Stored items
******************************
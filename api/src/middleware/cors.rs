//! CORS middleware configuration for cross-origin requests.
//!
//! The OTP endpoints are called from browser and mobile clients on origins
//! the service does not know in advance, so any origin is accepted. Only the
//! methods and headers the API actually uses are allowed.

use actix_cors::Cors;
use actix_web::http::{header, Method};

/// Max age for the preflight cache, in seconds
const PREFLIGHT_MAX_AGE: usize = 3600;

/// Creates the CORS middleware used by every route
pub fn create_cors() -> Cors {
    Cors::default()
        .allow_any_origin()
        .allowed_methods(vec![
            Method::GET,
            Method::POST,
            Method::PUT,
            Method::DELETE,
            Method::OPTIONS,
        ])
        .allowed_headers(vec![
            header::ORIGIN,
            header::CONTENT_TYPE,
            header::ACCEPT,
            header::AUTHORIZATION,
        ])
        .max_age(PREFLIGHT_MAX_AGE)
}
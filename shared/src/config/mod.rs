//! Configuration module with business-specific sub-modules
//!
//! This module organizes configuration into logical areas:
//! - `database` - Store backend selection and connection pool configuration
//! - `environment` - Environment detection and logging configuration
//! - `otp` - Passcode lifecycle tunables (validity, rate limits, attempts)
//! - `server` - HTTP server configuration
//! - `sms` - Message delivery provider configuration

pub mod database;
pub mod environment;
pub mod otp;
pub mod server;
pub mod sms;

use serde::{Deserialize, Serialize};
use thiserror::Error;

// Re-export commonly used types
pub use database::{DatabaseConfig, StoreBackend};
pub use environment::{Environment, LogFormat, LoggingConfig};
pub use otp::OtpConfig;
pub use server::ServerConfig;
pub use sms::SmsConfig;

/// Prefix for layered environment overrides, e.g. `OTP__SERVER__PORT=9090`
const ENV_OVERRIDE_PREFIX: &str = "OTP";

/// Errors raised while loading or validating configuration
#[derive(Debug, Error)]
pub enum ConfigError {
    #[error("Failed to load configuration: {0}")]
    Load(#[from] config::ConfigError),

    #[error("Invalid configuration: {0}")]
    Invalid(String),
}

/// Complete application configuration combining all sub-configurations
#[derive(Debug, Clone, Default, Deserialize, Serialize)]
pub struct AppConfig {
    /// Environment configuration
    #[serde(default)]
    pub environment: Environment,

    /// Server configuration
    #[serde(default)]
    pub server: ServerConfig,

    /// Database configuration
    #[serde(default)]
    pub database: DatabaseConfig,

    /// OTP lifecycle configuration
    #[serde(default)]
    pub otp: OtpConfig,

    /// SMS delivery configuration
    #[serde(default)]
    pub sms: SmsConfig,

    /// Logging configuration
    #[serde(default)]
    pub logging: LoggingConfig,
}

impl AppConfig {
    /// Load configuration from plain environment variables
    ///
    /// A `.env` file in the working directory is read first when present.
    pub fn from_env() -> Self {
        dotenvy::dotenv().ok();

        let environment = Environment::from_env();
        Self {
            environment,
            server: ServerConfig::from_env(),
            database: DatabaseConfig::from_env(),
            otp: OtpConfig::from_env(),
            sms: SmsConfig::from_env(),
            logging: LoggingConfig::from_env(environment),
        }
    }

    /// Load layered configuration
    ///
    /// Layers, lowest precedence first:
    /// 1. values from [`AppConfig::from_env`]
    /// 2. the optional `config.<environment>.toml` file
    /// 3. `OTP__<SECTION>__<KEY>` environment variables
    pub fn load() -> Result<Self, ConfigError> {
        let base = Self::from_env();
        let config_file = base.environment.config_file().to_string();

        let layered = config::Config::builder()
            .add_source(config::Config::try_from(&base)?)
            .add_source(config::File::with_name(&config_file).required(false))
            .add_source(
                config::Environment::with_prefix(ENV_OVERRIDE_PREFIX)
                    .prefix_separator("__")
                    .separator("__")
                    .try_parsing(true),
            )
            .build()?;

        let app_config: AppConfig = layered.try_deserialize()?;
        app_config.validate()?;
        Ok(app_config)
    }

    /// Reject configuration values the service cannot run with
    pub fn validate(&self) -> Result<(), ConfigError> {
        self.otp.validate().map_err(ConfigError::Invalid)?;

        if self.server.port == 0 {
            return Err(ConfigError::Invalid("server.port must be non-zero".to_string()));
        }
        if self.database.backend == StoreBackend::Mysql && self.database.url.is_empty() {
            return Err(ConfigError::Invalid(
                "database.url is required for the mysql backend".to_string(),
            ));
        }
        Ok(())
    }
}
******************************
* **Exercise requirements**
Repeat each line of the data above, exactly as it appears, from the first through the line that contains "use actix_cors::Cors;".

* **Solution below**
filename api/src/middleware/cors.rs
//! CORS middleware configuration for cross-origin requests.
//!
//! The OTP endpoints are called from browser and mobile clients on origins
//! the service does not know in advance, so any origin is accepted. Only the
//! methods and headers the API actually uses are allowed.

use actix_cors::Cors;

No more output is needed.